Genetic and functional evidence identify Carboxypeptidase Q as a regulator of inflammation in respiratory infection

Background Host genetic factors may play a critical role in modulating severity of respiratory infections. However, previous studies have often been limited by pathogen heterogeneity and exposure misclassification. Results Utilizing a relatively homogenous Chinese population consists of 5,151 individuals with first-time infection by syndrome coronavirus 2 (SARS-CoV-2) Omicron variant, we conducted a genome-wide association study and identified a novel locus at 8q22.1 (rs7817424, P = 4.60×10⁻⁸) associated with infection severity.
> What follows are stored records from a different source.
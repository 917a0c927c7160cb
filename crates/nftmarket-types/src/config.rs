//! Configuration for a single exchange instance.
//!
//! One [`MarketConfig`] is owned by one exchange; there is no process-wide
//! state. The operator capability is supplied here: only the configured
//! `operator` may re-configure the share or withdraw the revenue pool.

use std::path::Path;

use serde::{Deserialize, Serialize};

use crate::{Address, MarketError, SharePercent};

/// Configuration for an exchange instance.
#[derive(Debug, Clone, PartialEq, Eq, Serialize, Deserialize)]
pub struct MarketConfig {
    /// The exchange's own address, checked against asset-registry approvals.
    pub exchange: Address,
    /// The privileged identity that owns the revenue pool.
    pub operator: Address,
    /// Platform share of each sale.
    #[serde(default)]
    pub share_percent: SharePercent,
}

impl MarketConfig {
    /// Config with the default share percentage.
    #[must_use]
    pub fn new(exchange: Address, operator: Address) -> Self {
        Self {
            exchange,
            operator,
            share_percent: SharePercent::default(),
        }
    }

    #[must_use]
    pub fn with_share(mut self, share_percent: SharePercent) -> Self {
        self.share_percent = share_percent;
        self
    }

    /// Parse and validate a JSON config.
    pub fn from_json_str(json: &str) -> crate::Result<Self> {
        let cfg: Self = serde_json::from_str(json)?;
        cfg.validate()?;
        Ok(cfg)
    }

    /// Read, parse and validate a JSON config file.
    pub fn load(path: impl AsRef<Path>) -> crate::Result<Self> {
        let raw = std::fs::read_to_string(path)?;
        Self::from_json_str(&raw)
    }

    /// Reject configs that can never operate correctly.
    ///
    /// The share range is already enforced by [`SharePercent`].
    pub fn validate(&self) -> crate::Result<()> {
        if self.exchange.is_zero() {
            return Err(MarketError::Configuration(
                "exchange address must not be zero".into(),
            ));
        }
        if self.operator.is_zero() {
            return Err(MarketError::Configuration(
                "operator address must not be zero".into(),
            ));
        }
        if self.exchange == self.operator {
            return Err(MarketError::Configuration(
                "exchange and operator must be distinct".into(),
            ));
        }
        Ok(())
    }
}
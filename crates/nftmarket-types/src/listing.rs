//! Listing types: an offer to sell one asset at a fixed price.
//!
//! A [`Listing`] exists for an [`AssetKey`](crate::AssetKey) exactly while
//! the asset is for sale. It is created by listing, re-priced in place, and
//! destroyed by un-listing or by a successful purchase.

use chrono::{DateTime, Utc};
use serde::{Deserialize, Serialize};

use crate::{Address, Amount};

/// An active fixed-price offer.
#[derive(Debug, Clone, PartialEq, Eq, Serialize, Deserialize)]
pub struct Listing {
    /// The account that listed the asset and receives the proceeds.
    pub seller: Address,
    /// Minimum payment accepted. Always strictly positive.
    pub price: Amount,
    /// When the listing was created or last re-priced.
    pub listed_at: DateTime<Utc>,
}

impl Listing {
    #[must_use]
    pub fn new(seller: Address, price: Amount) -> Self {
        Self {
            seller,
            price,
            listed_at: Utc::now(),
        }
    }

    /// Whether `paid` covers the asking price. Overpayment is accepted.
    #[must_use]
    pub fn accepts(&self, paid: Amount) -> bool {
        paid >= self.price
    }

    #[must_use]
    pub fn is_seller(&self, caller: Address) -> bool {
        self.seller == caller
    }

    /// Set a new price. A re-price counts as a fresh listing time.
    pub fn reprice(&mut self, price: Amount) {
        self.price = price;
        self.listed_at = Utc::now();
    }
}
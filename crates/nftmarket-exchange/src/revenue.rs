//! Platform revenue account.
//!
//! Owns the share percentage and the single revenue pool. The exchange
//! credits the platform's cut of every sale here; only the configured
//! operator may change the percentage or drain the pool.
//!
//! Withdrawal zeroes the pool **before** paying out, so a payout that calls
//! back into the exchange observes an empty pool. If the payout fails the
//! pool is restored and the error returned.

use nftmarket_custody::ValueTransfer;
use nftmarket_types::{Address, Amount, MarketConfig, MarketError, Result, SharePercent};
use rust_decimal::Decimal;

/// Share percentage plus the accumulated revenue pool.
#[derive(Debug, Clone)]
pub struct RevenueAccount {
    /// The only identity allowed to re-configure and withdraw.
    operator: Address,
    /// Current platform share.
    share: SharePercent,
    /// Revenue accumulated since the last withdrawal.
    pool: Amount,
    /// Sum of all successful revenue withdrawals.
    total_withdrawn: Amount,
}

impl RevenueAccount {
    #[must_use]
    pub fn new(operator: Address, share: SharePercent) -> Self {
        Self {
            operator,
            share,
            pool: Decimal::ZERO,
            total_withdrawn: Decimal::ZERO,
        }
    }

    #[must_use]
    pub fn from_config(config: &MarketConfig) -> Self {
        Self::new(config.operator, config.share_percent)
    }

    #[must_use]
    pub fn operator(&self) -> Address {
        self.operator
    }

    #[must_use]
    pub fn share_percent(&self) -> SharePercent {
        self.share
    }

    #[must_use]
    pub fn revenue_pool(&self) -> Amount {
        self.pool
    }

    #[must_use]
    pub fn total_withdrawn(&self) -> Amount {
        self.total_withdrawn
    }

    /// The platform's cut of `price` at the current percentage, rounded down.
    #[must_use]
    pub fn calculate_share(&self, price: Amount) -> Amount {
        self.share.of(price)
    }

    fn ensure_operator(&self, caller: Address) -> Result<()> {
        if caller == self.operator {
            Ok(())
        } else {
            Err(MarketError::Unauthorized(caller))
        }
    }

    /// Replace the share percentage. Takes effect for the next sale.
    ///
    /// # Errors
    /// - `Unauthorized` if `caller` is not the operator
    /// - `InvalidShare` if `new_percent` is outside `[1, 99]`
    pub fn update_share(&mut self, caller: Address, new_percent: u32) -> Result<()> {
        self.ensure_operator(caller)?;
        let share = SharePercent::new(new_percent)?;
        tracing::debug!(old = %self.share, new = %share, "Share percentage updated");
        self.share = share;
        Ok(())
    }

    /// Pay the whole pool out to the operator.
    ///
    /// # Errors
    /// - `Unauthorized` if `caller` is not the operator
    /// - `NoFunds` if the pool is empty
    /// - `TransferFailed` if the payout fails; the pool is left untouched
    pub fn withdraw_revenue<P>(&mut self, caller: Address, payments: &mut P) -> Result<Amount>
    where
        P: ValueTransfer + ?Sized,
    {
        self.ensure_operator(caller)?;
        if self.pool <= Decimal::ZERO {
            return Err(MarketError::NoFunds(caller));
        }

        let amount = self.pool;
        self.pool = Decimal::ZERO;

        if let Err(err) = payments.credit_account(caller, amount) {
            self.pool = amount;
            tracing::warn!(operator = %caller, amount = %amount, error = %err, "Revenue payout failed, pool restored");
            return Err(err);
        }

        self.total_withdrawn += amount;
        tracing::info!(operator = %caller, amount = %amount, "Revenue withdrawn");
        Ok(amount)
    }

    /// Check that `amount` can be added to the pool.
    pub(crate) fn ensure_can_credit(&self, amount: Amount) -> Result<()> {
        self.pool
            .checked_add(amount)
            .map(|_| ())
            .ok_or(MarketError::BalanceOverflow)
    }

    /// Add the platform's cut of a sale. Callers check
    /// [`ensure_can_credit`](Self::ensure_can_credit) first.
    pub(crate) fn credit_revenue(&mut self, amount: Amount) {
        self.pool += amount;
    }
}
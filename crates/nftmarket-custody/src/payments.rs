//! Value transfer substrate.
//!
//! Payouts (seller withdrawals and revenue withdrawals) leave the exchange
//! through [`ValueTransfer::credit_account`]. A failed payout must surface as
//! an error so the caller can restore the balance it zeroed.

use std::collections::{HashMap, HashSet};

use nftmarket_types::{Address, Amount, MarketError, Result};
use rust_decimal::Decimal;

/// Pays currency out to an account.
pub trait ValueTransfer {
    /// Credit `amount` to `to`.
    ///
    /// # Errors
    /// Returns [`MarketError::TransferFailed`] if the payment did not happen.
    /// Implementations must not partially apply a failed payment.
    fn credit_account(&mut self, to: Address, amount: Amount) -> Result<()>;
}

/// In-memory payment ledger.
///
/// Records every successful payout per account. Accounts can be marked as
/// rejecting to simulate receivers that refuse payment.
pub struct PaymentLedger {
    /// Total received per account.
    balances: HashMap<Address, Decimal>,
    /// Accounts whose payouts fail.
    rejecting: HashSet<Address>,
    /// Sum of all successful payouts.
    total_credited: Decimal,
}

impl PaymentLedger {
    /// Create a new empty ledger.
    #[must_use]
    pub fn new() -> Self {
        Self {
            balances: HashMap::new(),
            rejecting: HashSet::new(),
            total_credited: Decimal::ZERO,
        }
    }

    /// Make every future payout to `account` fail.
    pub fn reject(&mut self, account: Address) {
        self.rejecting.insert(account);
    }

    /// Undo [`reject`](Self::reject).
    pub fn accept(&mut self, account: Address) {
        self.rejecting.remove(&account);
    }

    /// Total paid out to `account` so far.
    #[must_use]
    pub fn balance(&self, account: Address) -> Decimal {
        self.balances.get(&account).copied().unwrap_or_default()
    }

    /// Sum of all payouts across accounts.
    #[must_use]
    pub fn total_credited(&self) -> Decimal {
        self.total_credited
    }
}

impl Default for PaymentLedger {
    fn default() -> Self {
        Self::new()
    }
}

impl ValueTransfer for PaymentLedger {
    fn credit_account(&mut self, to: Address, amount: Amount) -> Result<()> {
        if self.rejecting.contains(&to) {
            tracing::warn!(account = %to, amount = %amount, "Payout rejected by receiver");
            return Err(MarketError::TransferFailed {
                reason: format!("receiver {to} rejected payment of {amount}"),
            });
        }
        if amount <= Decimal::ZERO {
            return Err(MarketError::TransferFailed {
                reason: format!("payout amount must be positive, got {amount}"),
            });
        }

        let current = self.balance(to);
        let updated = current
            .checked_add(amount)
            .ok_or(MarketError::BalanceOverflow)?;
        let total = self
            .total_credited
            .checked_add(amount)
            .ok_or(MarketError::BalanceOverflow)?;

        self.balances.insert(to, updated);
        self.total_credited = total;
        Ok(())
    }
}

#[cfg(test)]
mod tests {
    use super::*;

    #[test]
    fn credit_increases_balance() {
        let mut ledger = PaymentLedger::new();
        let user = Address::random();
        ledger.credit_account(user, Decimal::new(1000, 0)).unwrap();
        ledger.credit_account(user, Decimal::new(500, 0)).unwrap();
        assert_eq!(ledger.balance(user), Decimal::new(1500, 0));
        assert_eq!(ledger.total_credited(), Decimal::new(1500, 0));
    }

    #[test]
    fn rejecting_account_fails_without_change() {
        let mut ledger = PaymentLedger::new();
        let user = Address::random();
        ledger.reject(user);
        let err = ledger.credit_account(user, Decimal::ONE).unwrap_err();
        assert!(matches!(err, MarketError::TransferFailed { .. }));
        assert_eq!(ledger.balance(user), Decimal::ZERO);
        assert_eq!(ledger.total_credited(), Decimal::ZERO);

        ledger.accept(user);
        ledger.credit_account(user, Decimal::ONE).unwrap();
        assert_eq!(ledger.balance(user), Decimal::ONE);
    }

    #[test]
    fn non_positive_amount_fails() {
        let mut ledger = PaymentLedger::new();
        let user = Address::random();
        assert!(ledger.credit_account(user, Decimal::ZERO).is_err());
        assert!(ledger.credit_account(user, Decimal::NEGATIVE_ONE).is_err());
    }

    #[test]
    fn overflow_is_reported() {
        let mut ledger = PaymentLedger::new();
        let user = Address::random();
        ledger.credit_account(user, Decimal::MAX).unwrap();
        let err = ledger.credit_account(user, Decimal::ONE).unwrap_err();
        assert!(matches!(err, MarketError::BalanceOverflow));
        assert_eq!(ledger.balance(user), Decimal::MAX);
    }

    #[test]
    fn unknown_account_is_zero() {
        let ledger = PaymentLedger::new();
        assert_eq!(ledger.balance(Address::random()), Decimal::ZERO);
    }
}
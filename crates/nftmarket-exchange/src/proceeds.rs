//! Per-seller proceeds owed by the exchange.
//!
//! Balances only grow through sales and only shrink through
//! [`SellerProceeds::withdraw`], which zeroes the balance before the payout
//! and restores it if the payout fails.

use std::collections::HashMap;

use nftmarket_custody::ValueTransfer;
use nftmarket_types::{Address, Amount, MarketError, Result};
use rust_decimal::Decimal;

/// Amount owed to each seller.
#[derive(Debug, Default)]
pub struct SellerProceeds {
    owed: HashMap<Address, Amount>,
    total_withdrawn: Amount,
}

impl SellerProceeds {
    #[must_use]
    pub fn new() -> Self {
        Self::default()
    }

    /// Amount currently owed to `seller`.
    #[must_use]
    pub fn balance(&self, seller: Address) -> Amount {
        self.owed.get(&seller).copied().unwrap_or(Decimal::ZERO)
    }

    /// Sum owed across all sellers.
    pub fn total_owed(&self) -> Result<Amount> {
        self.owed
            .values()
            .try_fold(Decimal::ZERO, |acc, owed| acc.checked_add(*owed))
            .ok_or(MarketError::BalanceOverflow)
    }

    /// Sum of all successful seller withdrawals.
    #[must_use]
    pub fn total_withdrawn(&self) -> Amount {
        self.total_withdrawn
    }

    pub(crate) fn ensure_can_credit(&self, seller: Address, amount: Amount) -> Result<()> {
        self.balance(seller)
            .checked_add(amount)
            .map(|_| ())
            .ok_or(MarketError::BalanceOverflow)
    }

    /// Add sale proceeds. Callers check
    /// [`ensure_can_credit`](Self::ensure_can_credit) first.
    pub(crate) fn credit(&mut self, seller: Address, amount: Amount) {
        *self.owed.entry(seller).or_insert(Decimal::ZERO) += amount;
    }

    /// Pay everything owed to `caller` out through `payments`.
    ///
    /// # Errors
    /// - `NoFunds` if nothing is owed
    /// - `TransferFailed` if the payout fails; the balance is restored
    pub fn withdraw<P>(&mut self, caller: Address, payments: &mut P) -> Result<Amount>
    where
        P: ValueTransfer + ?Sized,
    {
        let amount = self.balance(caller);
        if amount <= Decimal::ZERO {
            return Err(MarketError::NoFunds(caller));
        }

        // Zero before paying out.
        self.owed.remove(&caller);

        if let Err(err) = payments.credit_account(caller, amount) {
            self.owed.insert(caller, amount);
            tracing::warn!(seller = %caller, amount = %amount, error = %err, "Proceeds payout failed, balance restored");
            return Err(err);
        }

        self.total_withdrawn += amount;
        Ok(amount)
    }
}
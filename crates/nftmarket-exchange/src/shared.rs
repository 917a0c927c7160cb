//! Thread-safe handle to an [`Exchange`].
//!
//! Every operation runs under one mutex, so operations are serialized and
//! each one observes the effects of the previous. A poisoned lock surfaces as
//! [`MarketError::Internal`] instead of a panic.

use std::sync::{Arc, Mutex, MutexGuard};

use nftmarket_custody::{AssetRegistry, ValueTransfer};
use nftmarket_types::{Address, Amount, AssetKey, Listing, MarketError, Result, SoldItemRecord};

use crate::exchange::Exchange;

/// Cloneable, `Send + Sync` wrapper around an [`Exchange`].
pub struct SharedExchange<R, P> {
    inner: Arc<Mutex<Exchange<R, P>>>,
}

impl<R, P> Clone for SharedExchange<R, P> {
    fn clone(&self) -> Self {
        Self {
            inner: Arc::clone(&self.inner),
        }
    }
}

impl<R, P> SharedExchange<R, P>
where
    R: AssetRegistry,
    P: ValueTransfer,
{
    #[must_use]
    pub fn new(exchange: Exchange<R, P>) -> Self {
        Self {
            inner: Arc::new(Mutex::new(exchange)),
        }
    }

    fn lock(&self) -> Result<MutexGuard<'_, Exchange<R, P>>> {
        self.inner
            .lock()
            .map_err(|_| MarketError::Internal("exchange lock poisoned".into()))
    }

    /// Run `f` with exclusive access to the exchange.
    pub fn with<T>(&self, f: impl FnOnce(&mut Exchange<R, P>) -> T) -> Result<T> {
        let mut guard = self.lock()?;
        Ok(f(&mut *guard))
    }

    pub fn list_nft(&self, caller: Address, asset: AssetKey, price: Amount) -> Result<()> {
        self.lock()?.list_nft(caller, asset, price)
    }

    pub fn purchase_nft(
        &self,
        caller: Address,
        asset: AssetKey,
        paid: Amount,
    ) -> Result<SoldItemRecord> {
        self.lock()?.purchase_nft(caller, asset, paid)
    }

    pub fn unlist_nft(&self, caller: Address, asset: AssetKey) -> Result<Listing> {
        self.lock()?.unlist_nft(caller, asset)
    }

    pub fn update_list_nft(&self, caller: Address, asset: AssetKey, price: Amount) -> Result<()> {
        self.lock()?.update_list_nft(caller, asset, price)
    }

    pub fn withdraw(&self, caller: Address) -> Result<Amount> {
        self.lock()?.withdraw(caller)
    }

    pub fn withdraw_revenue(&self, caller: Address) -> Result<Amount> {
        self.lock()?.withdraw_revenue(caller)
    }

    pub fn update_share(&self, caller: Address, new_percent: u32) -> Result<()> {
        self.lock()?.update_share(caller, new_percent)
    }

    pub fn calculate_share(&self, price: Amount) -> Result<Amount> {
        Ok(self.lock()?.calculate_share(price))
    }

    /// Snapshot of the sold-item ledger.
    pub fn sold_items(&self) -> Result<Vec<SoldItemRecord>> {
        Ok(self.lock()?.sold_items().to_vec())
    }

    pub fn listing(&self, asset: &AssetKey) -> Result<Option<Listing>> {
        Ok(self.lock()?.listing(asset).cloned())
    }

    pub fn proceeds(&self, seller: Address) -> Result<Amount> {
        Ok(self.lock()?.proceeds(seller))
    }

    pub fn revenue_pool(&self) -> Result<Amount> {
        Ok(self.lock()?.revenue_pool())
    }

    pub fn verify_conservation(&self) -> Result<()> {
        self.lock()?.verify_conservation()
    }
}
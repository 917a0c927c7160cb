//! Asset registry: ownership and transfer authorization per asset.
//!
//! The exchange never holds assets. Sellers keep ownership while listed and
//! grant the exchange permission to move the asset; on purchase the exchange
//! asks the registry to move it straight from seller to buyer.

use std::collections::{HashMap, HashSet};

use nftmarket_types::{Address, AssetKey, MarketError, Result, TokenId};

/// Ownership and transfer authorization for non-fungible assets.
pub trait AssetRegistry {
    /// Current owner, or `None` if the asset does not exist.
    fn owner_of(&self, asset: &AssetKey) -> Option<Address>;

    /// Whether `operator` may transfer `asset` on its owner's behalf.
    fn is_approved_for_transfer(&self, asset: &AssetKey, operator: Address) -> bool;

    /// Move `asset` from `from` to `to`, performed by `operator`.
    ///
    /// # Errors
    /// Returns [`MarketError::TransferFailed`] if the asset does not exist,
    /// `from` is not its owner, or `operator` is not authorized. A failed
    /// transfer changes nothing.
    fn transfer(
        &mut self,
        asset: &AssetKey,
        operator: Address,
        from: Address,
        to: Address,
    ) -> Result<()>;
}

/// In-memory registry hosting any number of asset contracts.
///
/// Token IDs are minted sequentially per contract starting at 0.
/// Authorization follows the familiar per-token approval plus
/// approved-for-all operator model.
pub struct InMemoryAssetRegistry {
    /// Owner of every minted asset.
    owners: HashMap<AssetKey, Address>,
    /// Single approved spender per asset, cleared on transfer.
    token_approvals: HashMap<AssetKey, Address>,
    /// `(contract, owner, operator)` triples approved for all of an owner's assets.
    operator_approvals: HashSet<(Address, Address, Address)>,
    /// Next token ID to mint per contract.
    next_token: HashMap<Address, TokenId>,
}

impl InMemoryAssetRegistry {
    /// Create an empty registry.
    #[must_use]
    pub fn new() -> Self {
        Self {
            owners: HashMap::new(),
            token_approvals: HashMap::new(),
            operator_approvals: HashSet::new(),
            next_token: HashMap::new(),
        }
    }

    /// Mint the next token of `contract` to `to`.
    ///
    /// # Errors
    /// `Internal` once the contract's token IDs are exhausted.
    pub fn mint(&mut self, contract: Address, to: Address) -> Result<AssetKey> {
        let slot = self.next_token.entry(contract).or_insert(TokenId(0));
        let token_id = *slot;
        *slot = token_id.next().ok_or_else(|| {
            MarketError::Internal(format!("token ids exhausted for contract {contract}"))
        })?;

        let key = AssetKey::new(contract, token_id);
        self.owners.insert(key, to);
        tracing::debug!(asset = %key, owner = %to, "Asset minted");
        Ok(key)
    }

    /// Approve `spender` to transfer `asset`.
    ///
    /// # Errors
    /// - `TransferFailed` if the asset does not exist
    /// - `NotOwner` if `caller` is neither the owner nor an approved-for-all operator
    pub fn approve(&mut self, caller: Address, asset: &AssetKey, spender: Address) -> Result<()> {
        let owner = self
            .owners
            .get(asset)
            .copied()
            .ok_or_else(|| MarketError::TransferFailed {
                reason: format!("asset {asset} does not exist"),
            })?;

        if caller != owner && !self.is_approved_for_all(asset.contract, owner, caller) {
            return Err(MarketError::NotOwner {
                caller,
                asset: *asset,
            });
        }

        self.token_approvals.insert(*asset, spender);
        Ok(())
    }

    /// Grant or revoke `operator` control over all of `owner`'s assets in `contract`.
    pub fn set_approval_for_all(
        &mut self,
        owner: Address,
        contract: Address,
        operator: Address,
        approved: bool,
    ) {
        if approved {
            self.operator_approvals.insert((contract, owner, operator));
        } else {
            self.operator_approvals.remove(&(contract, owner, operator));
        }
    }

    /// The per-token approved spender, if any.
    #[must_use]
    pub fn get_approved(&self, asset: &AssetKey) -> Option<Address> {
        self.token_approvals.get(asset).copied()
    }

    #[must_use]
    pub fn is_approved_for_all(&self, contract: Address, owner: Address, operator: Address) -> bool {
        self.operator_approvals
            .contains(&(contract, owner, operator))
    }

    /// Number of assets of `contract` held by `owner`.
    #[must_use]
    pub fn balance_of(&self, contract: Address, owner: Address) -> usize {
        self.owners
            .iter()
            .filter(|(key, holder)| key.contract == contract && **holder == owner)
            .count()
    }
}

impl Default for InMemoryAssetRegistry {
    fn default() -> Self {
        Self::new()
    }
}

impl AssetRegistry for InMemoryAssetRegistry {
    fn owner_of(&self, asset: &AssetKey) -> Option<Address> {
        self.owners.get(asset).copied()
    }

    fn is_approved_for_transfer(&self, asset: &AssetKey, operator: Address) -> bool {
        let Some(owner) = self.owner_of(asset) else {
            return false;
        };
        self.get_approved(asset) == Some(operator)
            || self.is_approved_for_all(asset.contract, owner, operator)
    }

    fn transfer(
        &mut self,
        asset: &AssetKey,
        operator: Address,
        from: Address,
        to: Address,
    ) -> Result<()> {
        let owner = self
            .owner_of(asset)
            .ok_or_else(|| MarketError::TransferFailed {
                reason: format!("asset {asset} does not exist"),
            })?;

        if owner != from {
            return Err(MarketError::TransferFailed {
                reason: format!("{from} does not own {asset}"),
            });
        }
        if operator != owner && !self.is_approved_for_transfer(asset, operator) {
            return Err(MarketError::TransferFailed {
                reason: format!("{operator} is not approved to transfer {asset}"),
            });
        }
        if to.is_zero() {
            return Err(MarketError::TransferFailed {
                reason: "transfer to the zero address".into(),
            });
        }

        self.owners.insert(*asset, to);
        self.token_approvals.remove(asset);
        tracing::debug!(asset = %asset, from = %from, to = %to, "Asset transferred");
        Ok(())
    }
}
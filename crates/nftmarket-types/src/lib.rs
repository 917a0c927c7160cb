//! # nftmarket-types
//!
//! Shared types, errors, and configuration for the **NftMarket** exchange.
//!
//! This crate is the leaf dependency of the workspace; every other crate
//! depends on it. It defines:
//!
//! - **Identifiers**: [`Address`], [`TokenId`], [`AssetKey`], [`SaleId`]
//! - **Money**: [`Amount`], [`SharePercent`]
//! - **Listing model**: [`Listing`]
//! - **Sales ledger**: [`SoldItemRecord`]
//! - **Notifications**: [`MarketEvent`]
//! - **Configuration**: [`MarketConfig`]
//! - **Errors**: [`MarketError`] with `MK_ERR_` prefix codes
//! - **Constants**: share bounds and defaults

pub mod config;
pub mod constants;
pub mod error;
pub mod events;
pub mod ids;
pub mod listing;
pub mod sale;
pub mod share;

pub use config::*;
pub use error::*;
pub use events::*;
pub use ids::*;
pub use listing::*;
pub use sale::*;
pub use share::*;

// Constants are accessed via `nftmarket_types::constants::FOO`
// (not re-exported to avoid name collisions).
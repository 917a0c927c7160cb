//! # nftmarket-exchange
//!
//! **Fixed-price exchange for non-fungible assets.**
//!
//! Sellers list assets they own and have approved the exchange to move.
//! Buyers pay at least the listed price; the exchange moves the asset,
//! keeps the platform's share in a revenue pool and owes the rest to the
//! seller until they withdraw.
//!
//! - **All-or-nothing**: a failed operation leaves no partial effects
//! - **Pull payments**: sellers and the operator withdraw, nobody is pushed value
//! - **Value conservation**: every unit received is owed or paid out

pub mod conservation;
pub mod exchange;
pub mod listing_book;
pub mod proceeds;
pub mod revenue;
pub mod shared;

pub use conservation::ValueConservation;
pub use exchange::Exchange;
pub use listing_book::ListingBook;
pub use proceeds::SellerProceeds;
pub use revenue::RevenueAccount;
pub use shared::SharedExchange;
Integrating results from gene mapping and the similarity-based gene prioritization suggested carboxypeptidase Q ( CPQ) gene as the likely causal gene. Single-cell RNA sequencing and transcription factor motif analyses revealed differential CPQ expression in lung immune cells, particularly tissue-resident macrophages and monocyte-derived macrophages, implicating innate immune pathways in severe disease. Functional experiments demonstrated that CPQ overexpression in THP-1 cells suppresses LPS-induced pro-inflammatory cytokines TNF-α and IL-6, while systemic inflammation mouse model showed reduced CPQ expression in lung tissues during severe pneumonia. Conclusions This study identifies establish CPQ as a novel genetic determinant for respiratory infection severity and uncover its previously unrecognized anti-inflammatory role, highlighting its potential as a therapeutic target for controlling hyperinflammatory responses in COVID-19 and beyond.